▸ **ASSIGNED TASK**
From the records below, set down exactly the lines starting with the line that contains "pub fn read_vec3(doc: &DocObject, key: &str)" and going on through the line that contains "use serde_json::json;". Nothing else is wanted.

################

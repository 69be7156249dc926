//! Configuration module.

pub mod keybindings;
pub mod loader;

pub use keybindings::KeyBindings;
pub use loader::{
    apply_cli_overrides, apply_env_overrides, default_config_path, default_log_path,
    load_config_file, load_config_with_precedence, merge_config, ConfigError, ConfigFile,
    ResolvedConfig,
};
//! Help overlay widget displaying keyboard shortcuts.
//!
//! Shows a centered modal overlay with all keyboard shortcuts grouped by category.
//! Triggered by Ctrl+h, dismissed by Esc or Ctrl+h.

use super::constants::{HELP_POPUP_HEIGHT_PERCENT, HELP_POPUP_WIDTH_PERCENT};
use super::renderable::Renderable;
use super::styles::ScreenStyles;
use ratatui::{
    buffer::Buffer,
    layout::{Alignment, Rect},
    style::{Modifier, Style},
    text::{Line, Span},
    widgets::{Block, Borders, Clear, Paragraph, Widget, Wrap},
};

/// Shortcut sections: header, then (keys, description) rows.
const SECTIONS: &[(&str, &[(&str, &str)])] = &[
    (
        "Scrolling",
        &[
            ("↑/↓", "Scroll one line"),
            ("←/→", "Scroll a third of the width"),
            ("PgUp/PgDn", "Scroll one page"),
            ("Home/End", "First / last page"),
        ],
    ),
    (
        "Marker",
        &[
            ("Shift+↑/↓", "Move the marker"),
            ("Shift+←", "Marker to top of display"),
            ("Shift+→", "Marker to bottom of display"),
        ],
    ),
    (
        "Selecting",
        &[
            ("Tab", "Switch between Conn # and Filter:"),
            ("Enter", "Connect to Conn # or the marked line"),
            ("Backspace", "Delete last character"),
        ],
    ),
    (
        "Sorting",
        &[
            ("F1 or !", "Sort by number"),
            ("F2 or @", "Sort by name"),
            ("F3 or #", "Sort by user@address"),
            ("F4 or $", "Sort by comment"),
        ],
    ),
    (
        "Application",
        &[("Ctrl+h", "Toggle this help"), ("Ctrl+q/Ctrl+c", "Quit")],
    ),
];

/// Width of the key column.
const KEY_COLUMN: usize = 16;

/// Centered overlay listing every binding.
pub struct HelpOverlay<'a> {
    styles: &'a ScreenStyles,
}

impl<'a> HelpOverlay<'a> {
    /// Overlay using `styles`.
    pub fn new(styles: &'a ScreenStyles) -> Self {
        Self { styles }
    }

    /// Build the help content lines grouped by category.
    fn content(&self) -> Vec<Line<'static>> {
        let mut lines = Vec::new();
        for (index, (section, rows)) in SECTIONS.iter().enumerate() {
            if index > 0 {
                lines.push(Line::default());
            }
            lines.push(Line::from(Span::styled(*section, self.styles.overlay_section)));
            for (keys, description) in rows.iter() {
                lines.push(Line::from(vec![
                    Span::styled(format!("  {keys:<KEY_COLUMN$}"), self.styles.overlay_key),
                    Span::raw(*description),
                ]));
            }
        }
        lines
    }
}

impl Renderable for HelpOverlay<'_> {
    fn render(&self, area: Rect, buf: &mut Buffer) {
        let popup_area = centered_rect(HELP_POPUP_WIDTH_PERCENT, HELP_POPUP_HEIGHT_PERCENT, area);

        Clear.render(popup_area, buf);

        Paragraph::new(self.content())
            .block(
                Block::default()
                    .title(" Keyboard Shortcuts ")
                    .borders(Borders::ALL)
                    .border_style(self.styles.overlay_border),
            )
            .wrap(Wrap { trim: false })
            .alignment(Alignment::Left)
            .render(popup_area, buf);

        let hint_area = Rect {
            x: popup_area.x,
            y: popup_area.bottom().saturating_sub(1),
            width: popup_area.width,
            height: 1,
        };
        Paragraph::new(Line::from(Span::styled(
            " Press Esc or Ctrl+h to close ",
            Style::default().add_modifier(Modifier::DIM),
        )))
        .alignment(Alignment::Center)
        .render(hint_area, buf);
    }
}

/// Calculate the centered rect for the help overlay.
///
/// Returns a Rect that is centered on the screen with the specified
/// percentage of width and height.
fn centered_rect(percent_x: u16, percent_y: u16, area: Rect) -> Rect {
    let popup_width = area.width * percent_x / 100;
    let popup_height = area.height * percent_y / 100;
    let popup_x = (area.width.saturating_sub(popup_width)) / 2;
    let popup_y = (area.height.saturating_sub(popup_height)) / 2;

    Rect {
        x: area.x + popup_x,
        y: area.y + popup_y,
        width: popup_width,
        height: popup_height,
    }
}
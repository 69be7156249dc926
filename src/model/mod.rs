//! Domain model types (pure).
//!
//! All types in this module are pure data.

pub mod error;
pub mod key_action;
pub mod record;

// Re-export for convenience
pub use error::{AppError, StoreError};
pub use key_action::KeyAction;
pub use record::{Column, Record, RecordId};
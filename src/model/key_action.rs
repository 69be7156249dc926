//! Domain-level keyboard actions independent of key bindings.

use crate::model::Column;

/// Abstract input events the browser reacts to.
///
/// These represent user intent, not specific keys. The mapping from
/// `crossterm::event::KeyEvent` to `KeyAction` is handled by `KeyBindings`,
/// so sorting works the same whether it arrives as F1 or as `!`.
#[derive(Debug, Clone, Copy, PartialEq, Eq, Hash)]
pub enum KeyAction {
    // Text entry
    /// Append a character to the focused input field.
    Insert(char),
    /// Delete the last character of the focused input field. Default: Backspace
    DeleteBack,
    /// Move focus to the next input field. Default: Tab
    CycleFocus,
    /// Connect to the direct ID or the marked line. Default: Enter
    Commit,

    // List scrolling
    /// Scroll the list up one line. Default: ↑
    ScrollUp,
    /// Scroll the list down one line. Default: ↓
    ScrollDown,
    /// Scroll the list left by a third of the width. Default: ←
    ScrollLeft,
    /// Scroll the list right by a third of the width. Default: →
    ScrollRight,
    /// Scroll up one page. Default: Page Up
    PageUp,
    /// Scroll down one page. Default: Page Down
    PageDown,
    /// Jump to the first entry. Default: Home
    ScrollToTop,
    /// Jump to the last page. Default: End
    ScrollToBottom,

    // Marker
    /// Move the marker up within the display. Default: Shift+↑
    MarkerUp,
    /// Move the marker down within the display. Default: Shift+↓
    MarkerDown,
    /// Move the marker to the first displayed line. Default: Shift+←
    MarkerToTop,
    /// Move the marker to the last displayed line. Default: Shift+→
    MarkerToBottom,

    // Sorting
    /// Sort by a column, flipping the shared direction. Default: F1-F4, or !@#$ in Conn #
    SortBy(Column),

    // Application
    /// Toggle the key binding overlay. Default: Ctrl+h
    Help,
    /// Exit the application. Default: Ctrl+q/Ctrl+c
    Quit,
}

impl KeyAction {
    /// Whether the action still applies while the help overlay is open.
    pub fn allowed_during_help(self) -> bool {
        matches!(self, KeyAction::Help | KeyAction::Quit)
    }
}
//! Read/write helpers over the structured document format.
//!
//! Every reader returns `Option` and leaves the caller's state untouched on
//! a missing or type-mismatched node; the serializer relies on that to keep
//! loads best-effort.

use glam::Vec3;
use serde_json::{Map, Number, Value};

/// Keyed object node of a document.
pub type DocObject = Map<String, Value>;

pub fn read_bool(doc: &DocObject, key: &str) -> Option<bool> {
    doc.get(key)?.as_bool()
}

pub fn read_int32(doc: &DocObject, key: &str) -> Option<i32> {
    doc.get(key)?.as_i64().map(|value| value as i32)
}

pub fn read_float(doc: &DocObject, key: &str) -> Option<f32> {
    doc.get(key)?.as_f64().map(|value| value as f32)
}

pub fn read_string(doc: &DocObject, key: &str) -> Option<String> {
    doc.get(key)?.as_str().map(str::to_string)
}

pub fn read_vec3(doc: &DocObject, key: &str) -> Option<Vec3> {
    let components = read_float_seq::<3>(doc.get(key)?)?;
    Some(Vec3::from_array(components))
}

pub fn read_vec4(doc: &DocObject, key: &str) -> Option<[f32; 4]> {
    read_float_seq::<4>(doc.get(key)?)
}

pub fn read_array<'a>(doc: &'a DocObject, key: &str) -> Option<&'a Vec<Value>> {
    doc.get(key)?.as_array()
}

pub fn read_object<'a>(doc: &'a DocObject, key: &str) -> Option<&'a DocObject> {
    doc.get(key)?.as_object()
}

fn read_float_seq<const N: usize>(node: &Value) -> Option<[f32; N]> {
    let items = node.as_array()?;
    if items.len() != N {
        return None;
    }
    let mut values = [0.0f32; N];
    for (slot, item) in values.iter_mut().zip(items) {
        *slot = item.as_f64()? as f32;
    }
    Some(values)
}

/// Encodes a float, falling back to null for non-finite values the document
/// format cannot carry.
pub fn float_value(value: f32) -> Value {
    Number::from_f64(f64::from(value))
        .map(Value::Number)
        .unwrap_or(Value::Null)
}

pub fn vec3_value(value: Vec3) -> Value {
    Value::Array(vec![
        float_value(value.x),
        float_value(value.y),
        float_value(value.z),
    ])
}

pub fn vec4_value(values: [f32; 4]) -> Value {
    Value::Array(values.iter().map(|v| float_value(*v)).collect())
}

#[cfg(test)]
mod tests {
    use super::*;
    use serde_json::json;

    fn doc(value: Value) -> DocObject {
        value.as_object().expect("object literal").clone()
    }

    #[test]
    fn scalar_readers_reject_mismatched_nodes() {
        let doc = doc(json!({
            "Flag": true,
            "Count": 3,
            "Speed": 2.5,
            "Label": "hello",
        }));
        assert_eq!(read_bool(&doc, "Flag"), Some(true));
        assert_eq!(read_int32(&doc, "Count"), Some(3));
        assert_eq!(read_float(&doc, "Speed"), Some(2.5));
        assert_eq!(read_string(&doc, "Label"), Some("hello".to_string()));

        assert_eq!(read_bool(&doc, "Count"), None);
        assert_eq!(read_int32(&doc, "Speed"), None);
        assert_eq!(read_string(&doc, "Flag"), None);
        assert_eq!(read_float(&doc, "Missing"), None);
    }

    #[test]
    fn float_reader_accepts_integral_nodes() {
        let doc = doc(json!({ "Speed": 4 }));
        assert_eq!(read_float(&doc, "Speed"), Some(4.0));
    }

    #[test]
    fn sequence_readers_require_exact_length() {
        let doc = doc(json!({
            "Position": [1.0, 2.0, 3.0],
            "Short": [1.0, 2.0],
            "Mixed": [1.0, "x", 3.0],
            "Tint": [0.1, 0.2, 0.3, 0.4],
        }));
        assert_eq!(read_vec3(&doc, "Position"), Some(Vec3::new(1.0, 2.0, 3.0)));
        assert_eq!(read_vec3(&doc, "Short"), None);
        assert_eq!(read_vec3(&doc, "Mixed"), None);
        assert_eq!(read_vec4(&doc, "Tint"), Some([0.1, 0.2, 0.3, 0.4]));
        assert_eq!(read_vec4(&doc, "Position"), None);
    }

    #[test]
    fn writers_round_trip_through_readers() {
        let mut doc = DocObject::new();
        doc.insert("Position".to_string(), vec3_value(Vec3::new(1.0, -2.0, 0.5)));
        doc.insert("Curve".to_string(), vec4_value([0.0, 0.25, 0.5, 1.0]));
        assert_eq!(read_vec3(&doc, "Position"), Some(Vec3::new(1.0, -2.0, 0.5)));
        assert_eq!(read_vec4(&doc, "Curve"), Some([0.0, 0.25, 0.5, 1.0]));
    }

    #[test]
    fn non_finite_floats_encode_as_null() {
        assert_eq!(float_value(f32::NAN), Value::Null);
        assert_eq!(float_value(1.5), json!(1.5));
    }
}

################

▸ **TASK RESULT**
pub fn read_vec3(doc: &DocObject, key: &str) -> Option<Vec3> {
    let components = read_float_seq::<3>(doc.get(key)?)?;
    Some(Vec3::from_array(components))
}

pub fn read_vec4(doc: &DocObject, key: &str) -> Option<[f32; 4]> {
    read_float_seq::<4>(doc.get(key)?)
}

pub fn read_array<'a>(doc: &'a DocObject, key: &str) -> Option<&'a Vec<Value>> {
    doc.get(key)?.as_array()
}

pub fn read_object<'a>(doc: &'a DocObject, key: &str) -> Option<&'a DocObject> {
    doc.get(key)?.as_object()
}

fn read_float_seq<const N: usize>(node: &Value) -> Option<[f32; N]> {
    let items = node.as_array()?;
    if items.len() != N {
        return None;
    }
    let mut values = [0.0f32; N];
    for (slot, item) in values.iter_mut().zip(items) {
        *slot = item.as_f64()? as f32;
    }
    Some(values)
}

/// Encodes a float, falling back to null for non-finite values the document
/// format cannot carry.
pub fn float_value(value: f32) -> Value {
    Number::from_f64(f64::from(value))
        .map(Value::Number)
        .unwrap_or(Value::Null)
}

pub fn vec3_value(value: Vec3) -> Value {
    Value::Array(vec![
        float_value(value.x),
        float_value(value.y),
        float_value(value.z),
    ])
}

pub fn vec4_value(values: [f32; 4]) -> Value {
    Value::Array(values.iter().map(|v| float_value(*v)).collect())
}

#[cfg(test)]
mod tests {
    use super::*;
    use serde_json::json;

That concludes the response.